石壁に百合の花咲く

いちレズビアンの個人的メモ。

『悲歌』(中山可穂、角川書店)感想

悲歌 (角川文庫)

悲歌 (角川文庫)

能楽モチーフ短篇集第2弾

『弱法師』につづく、能楽モチーフ短篇集第2弾。女子高生カップルの心中とその後日譚を描く「隅田川」、愛と執心の物語「定家」、報われぬ三角関係を扱う「蝉丸」の3篇が収録されています。悲劇はあれどドロドロ度が比較的少ない1冊で、特に「隅田川」にはジャネット・ウィンターソンのような自由なイマジネーションのはばたきを感じました。

「隅田川」について

まず冒頭のゲームセンターの場面の鮮烈さにやられました。時代はおそらく1990年代後半、手をつないでゲーセンに入ってきた女子高生カップルが、男女の顔写真から子供の顔の予想写真を合成するゲームの前で立ち止まるところから、このお話は始まります。やられたーと思ったのは、自分もまた当時、同性の恋人と一緒にゲーセンでこのゲームを苦々しく眺めてたことがあったから。「ケッ」と思ってすぐに『クイズなないろDREAMS 虹色町の奇跡』の前に移動しちゃったところがこの子たちとは違うんですが、似たような経験があるだけに、そこを起点とするお話の広がりっぷりに驚かされました。「これが作家の想像力というものか」としばし感嘆。

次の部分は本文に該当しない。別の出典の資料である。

//! Game controller: one `submit` transition over an owned session state.
//!
//! Transition
//! - Unknown word: record the error, leave history, hull and score untouched.
//! - Known word: rebuild the hull over history plus the new point, rescore,
//!   then commit error/history/score/delta/hull together.
//!
//! Nothing after the lookup can fail, so a submission is either fully applied
//! or not applied at all.

use std::fmt;
use std::sync::Arc;

use crate::cfg::GameCfg;
use crate::embed::Vocabulary;
use crate::geom2::{concave_hull, score_from_area, DiskPoint, HullPolygon};

use super::history::{History, HistoryEntry};
use super::response::{PlacedWord, SubmitResponse, Xy};

/// The only gameplay error.
#[derive(Debug, Clone, PartialEq, Eq)]
pub enum GameError {
    /// `word` is the text as submitted, before normalization.
    WordNotFound { word: String },
}

impl fmt::Display for GameError {
    fn fmt(&self, f: &mut fmt::Formatter<'_>) -> fmt::Result {
        match self {
            Self::WordNotFound { word } => write!(
                f,
                "The word \"{word}\" was not found in the vocabulary. Please try another word."
            ),
        }
    }
}

impl std::error::Error for GameError {}

/// Session state; owned by `Game`, changed only by `submit`.
#[derive(Clone, Debug, Default)]
pub struct GameState {
    pub history: History,
    pub hull: Option<HullPolygon>,
    pub score: u64,
    pub score_delta: i64,
    pub last_error: Option<GameError>,
}

/// Result of an accepted submission.
#[derive(Clone, Copy, Debug, PartialEq)]
pub struct Turn {
    pub point: DiskPoint,
    pub score: u64,
    pub score_delta: i64,
}

/// One game session over a shared, read-only vocabulary.
#[derive(Clone, Debug)]
pub struct Game {
    vocab: Arc<Vocabulary>,
    cfg: GameCfg,
    state: GameState,
}

impl Game {
    pub fn new(vocab: Arc<Vocabulary>) -> Self {
        Self::with_cfg(vocab, GameCfg::default())
    }

    pub fn with_cfg(vocab: Arc<Vocabulary>, cfg: GameCfg) -> Self {
        Self {
            vocab,
            cfg,
            state: GameState::default(),
        }
    }

    #[inline]
    pub fn state(&self) -> &GameState {
        &self.state
    }

    #[inline]
    pub fn vocabulary(&self) -> &Vocabulary {
        &self.vocab
    }

    #[inline]
    pub fn cfg(&self) -> GameCfg {
        self.cfg
    }

    /// Submit a word and report the transition as a `Result`.
    pub fn try_submit(&mut self, raw: &str) -> Result<Turn, GameError> {
        let Some(point) = self.vocab.project(raw) else {
            tracing::info!(word = raw, "word not found");
            let err = GameError::WordNotFound {
                word: raw.to_string(),
            };
            self.state.last_error = Some(err.clone());
            return Err(err);
        };

        let mut points = self.state.history.points();
        points.push(point);
        let hull = concave_hull(&points, self.cfg.concavity);
        let score = score_from_area(hull.area(), self.cfg.score_scale);
        let score_delta = score as i64 - self.state.score as i64;
        if score_delta < 0 {
            // A growing point set should never shrink the hull.
            tracing::warn!(
                word = raw,
                score,
                score_delta,
                kind = ?hull.kind,
                "hull area decreased"
            );
        }
        tracing::debug!(
            word = raw,
            x = point.x,
            y = point.y,
            score,
            score_delta,
            hull_vertices = hull.len(),
            "word accepted"
        );

        self.state.last_error = None;
        self.state.history.append(HistoryEntry {
            word: raw.to_string(),
            point,
        });
        self.state.score = score;
        self.state.score_delta = score_delta;
        self.state.hull = Some(hull);
        Ok(Turn {
            point,
            score,
            score_delta,
        })
    }

    /// Submit a word and return the presentation view.
    pub fn submit(&mut self, raw: &str) -> SubmitResponse {
        let accepted = self.try_submit(raw).is_ok();
        self.response(accepted)
    }

    /// Current view without submitting; `accepted` reflects the last submission.
    pub fn snapshot(&self) -> SubmitResponse {
        self.response(self.state.last_error.is_none())
    }

    /// Start over with the same vocabulary and configuration.
    pub fn reset(&mut self) {
        self.state = GameState::default();
    }

    fn response(&self, accepted: bool) -> SubmitResponse {
        let hull = self
            .state
            .hull
            .as_ref()
            .map(|h| h.vertices.iter().copied().map(Xy::from).collect())
            .unwrap_or_default();
        let points = self
            .state
            .history
            .entries()
            .iter()
            .map(|e| PlacedWord {
                word: e.word.clone(),
                x: e.point.x,
                y: e.point.y,
            })
            .collect();
        SubmitResponse {
            accepted,
            score: self.state.score,
            score_delta: self.state.score_delta,
            hull,
            points,
            error_message: self.state.last_error.as_ref().map(ToString::to_string),
        }
    }
}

女子高生の片割れの「輝くけもの」のイメージは、同時期に執筆された『ケッヘル』の安藤アンナを思わせます。そこから先の残酷さとユーモアには、一種ジャネット・ウィンターソンの作風を連想させるものがあると思います。とくに「ばらの騎士」の寓話的なキャラクター造形や、現実と幻想の間を揺れ動くかのごとき結末は、これまでの中山可穂作品とは質を異にする味わいがあり、おもしろかったです。

他の2作品について

「定家」は、世を忍ぶ恋にまつわる愛と妄執を描くヘテロ恋愛もの。サスペンス、あるいは一種のホラーともとれる怖さと、ある種の解放を描くエンディングとのコントラストがよかったです。能楽「定家」とは違い、式子内親王でも定家でもない人物の愛憎にスポットが当たっている点もおもしろかった。

「蝉丸」は、男性から男性への報われぬ恋を含む、やるせない三角関係の物語。これはちょっと甘ったるすぎて、あたしには合いませんでした。鈍感主人公が延々と「けんかをやめて」(by河合奈保子)ポジションを取り続けるところが、どうもねー。芸能界がからむお話で、中性的な美少年をめぐって男たちが荒ぶるストーリーという点では、初期の栗本薫をちょっと連想したりもしました。

まとめ

残酷さとマジカルな美しさを合わせ持つ「隅田川」と、能とはまた違う切り口でオチを付ける「定家」がよかったです。「蝉丸」はあたしには合いませんでしたが、男性同士の悲恋や、姫ポジションでずるずると河合奈保子する男性主人公がお好きな方なら、あるいはまた違った感想が出てくるのかもしれません。